Według źródeł, do których dotarł Stundin, były dyrektor RUV Páll Magnússon został zaproszony na spotkanie z premierem latem 2013 roku. Gunnlaugsson przedstawił wtedy cytaty, w których, jego zdaniem, bezzasadnie krytykowano Partię Postępu. Zacytował także bloga jednego z dziennikarzy RUV, który sprzeciwiał się partii rządzącej.
Chociaż Magnússon nie wyjawił szczegółów spotkania, a jedynie potwierdził, że do niego doszło, nie był jedyną osobą, która spotkała się z premierem.
Sigurjón Magnús Egilsson, były redaktor w firmie medialnej 365, otrzymał zaproszenie na spotkanie w styczniu 2015 roku.
– Zmuszono mnie do zdania mu relacji z naszych działań – wyznał Egilsson słuchaczom stacji radiowej Bylgjan w programie Sprengisandur. – Sprawdzano moje artykuły, zostałem też poinformowany, że utrudniam pracę premierowi i jego rządowi.
Gunnlaugson miał wówczas wymienić nazwiska innych dziennikarzy, którzy go krytykowali.
Kristín Þorsteinsdóttir, redaktor naczelna w 365, także odbyła spotkanie z premierem, podczas którego poinformowano ją, że Egilsson zbyt „negatywnie” wypowiada się o koalicji. Około dwa miesiące później ogłoszono, iż dziennikarz odchodzi ze stanowiska redaktora.
Z podobnym traktowaniem ze strony rządu spotkał się serwis The Reykjavik Grapevine: niektóre z artykułów i tweetów uznano za nieuzasadnioną krytykę.

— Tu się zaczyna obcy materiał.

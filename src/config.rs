use clap::{Parser, ValueEnum};
use std::time::Duration;

use crate::error::GatewayError;

pub const DEFAULT_UPSTREAM_URL: &str = "https://api.openai.com/v1/chat/completions";

// CLI argument structure
#[derive(Parser, Debug, Clone)]
#[command(name = "completion-gateway")]
#[command(about = "Rate-limited streaming proxy for a chat-completion API")]
pub struct Args {
    // Port to run the server on
    #[arg(short, long, env = "PORT", default_value_t = 8080)]
    pub port: u16,

    // Address to bind
    #[arg(long, env = "BIND_ADDR", default_value = "0.0.0.0")]
    pub bind: String,

    // Upstream chat-completion endpoint, every admitted request is POSTed here
    #[arg(short, long, env = "UPSTREAM_URL", default_value = DEFAULT_UPSTREAM_URL)]
    pub upstream_url: String,

    // Bearer credential for the upstream
    #[arg(long, env = "OPENAI_API_KEY", hide_env_values = true)]
    pub api_key: String,

    // Rate limit max requests per window per client
    #[arg(long, env = "RATE_LIMIT", default_value_t = 30)]
    pub rate_limit: u32,

    // Rate limit window in seconds
    #[arg(long, env = "RATE_WINDOW", default_value_t = 60)]
    pub rate_window: u64,

    // Seconds between sweeps of expired window entries
    #[arg(long, env = "SWEEP_INTERVAL", default_value_t = 30)]
    pub sweep_interval: u64,

    // Durable shared store, e.g. "redis://127.0.0.1:6379"
    #[arg(long, env = "REDIS_URL")]
    pub redis_url: Option<String>,

    // Namespace for durable marker keys
    #[arg(long, env = "MARKER_PREFIX", default_value = "rl")]
    pub marker_prefix: String,

    // Capacity of the background marker queue
    #[arg(long, env = "MARKER_QUEUE", default_value_t = 1024)]
    pub marker_queue: usize,

    // Upstream connect timeout in seconds
    #[arg(long, env = "CONNECT_TIMEOUT", default_value_t = 10)]
    pub connect_timeout: u64,

    #[arg(long, env = "LOG_FORMAT", value_enum, default_value_t = LogFormat::Text)]
    pub log_format: LogFormat,
}

#[derive(ValueEnum, Debug, Clone, Copy, PartialEq, Eq)]
pub enum LogFormat {
    Text,
    Json,
}

impl Args {
    pub fn validate(&self) -> Result<(), GatewayError> {
        if self.rate_limit == 0 {
            return Err(GatewayError::Config("rate limit must be at least 1".to_string()));
        }
        if self.rate_window == 0 {
            return Err(GatewayError::Config("rate window must be at least 1 second".to_string()));
        }
        if self.sweep_interval == 0 {
            return Err(GatewayError::Config("sweep interval must be at least 1 second".to_string()));
        }
        if self.marker_queue == 0 {
            return Err(GatewayError::Config("marker queue capacity must be at least 1".to_string()));
        }
        if self.api_key.trim().is_empty() {
            return Err(GatewayError::Config("api key must not be empty".to_string()));
        }
        reqwest::Url::parse(&self.upstream_url)
            .map_err(|e| GatewayError::Config(format!("invalid upstream url {}: {}", self.upstream_url, e)))?;
        Ok(())
    }

    pub fn rate_window(&self) -> Duration {
        Duration::from_secs(self.rate_window)
    }

    pub fn sweep_interval(&self) -> Duration {
        Duration::from_secs(self.sweep_interval)
    }

    pub fn connect_timeout(&self) -> Duration {
        Duration::from_secs(self.connect_timeout)
    }

    pub fn listen_addr(&self) -> String {
        format!("{}:{}", self.bind, self.port)
    }
}
use axum::{Json, extract::State, response::IntoResponse};
use serde::Serialize;
use std::sync::Arc;
use crate::state::AppState;

#[derive(Serialize)]
struct HealthReport {
    status: &'static str,
    timestamp: String,
    tracked_clients: usize,
}

// health handler
pub async fn health_handler(State(state): State<Arc<AppState>>) -> impl IntoResponse {
    Json(HealthReport {
        status: "healthy",
        timestamp: chrono::Utc::now().to_rfc3339(),
        tracked_clients: state.rate_limiter.len(),
    })
}
use axum::http::{HeaderMap, HeaderValue, header};

pub const ALLOW_ANY_ORIGIN: &str = "*";
pub const ALLOW_METHODS: &str = "POST, OPTIONS";
pub const ALLOW_HEADERS: &str = "Content-Type";
pub const PREFLIGHT_MAX_AGE_SECS: u32 = 86_400;

// Overwrites whatever allow-origin the upstream sent
pub fn allow_any_origin(headers: &mut HeaderMap) {
    headers.insert(header::ACCESS_CONTROL_ALLOW_ORIGIN, HeaderValue::from_static(ALLOW_ANY_ORIGIN));
}

pub fn preflight_headers() -> HeaderMap {
    let mut headers = HeaderMap::new();
    allow_any_origin(&mut headers);
    headers.insert(header::ACCESS_CONTROL_ALLOW_METHODS, HeaderValue::from_static(ALLOW_METHODS));
    headers.insert(header::ACCESS_CONTROL_ALLOW_HEADERS, HeaderValue::from_static(ALLOW_HEADERS));
    headers.insert(header::ACCESS_CONTROL_MAX_AGE, HeaderValue::from(PREFLIGHT_MAX_AGE_SECS));
    headers
}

Warto przypomnieć, iż w swoim ostatnim raporcie organizacja Reporterzy Bez Granic narzekała na stan wolności prasy na Islandii. Twórcy raportu zwrócili uwagę na „pogorszenie sytuacji między politykami a mediami”. Wymieniono też konkretne przypadki wywierania presji politycznej przez członków Partii Postępu.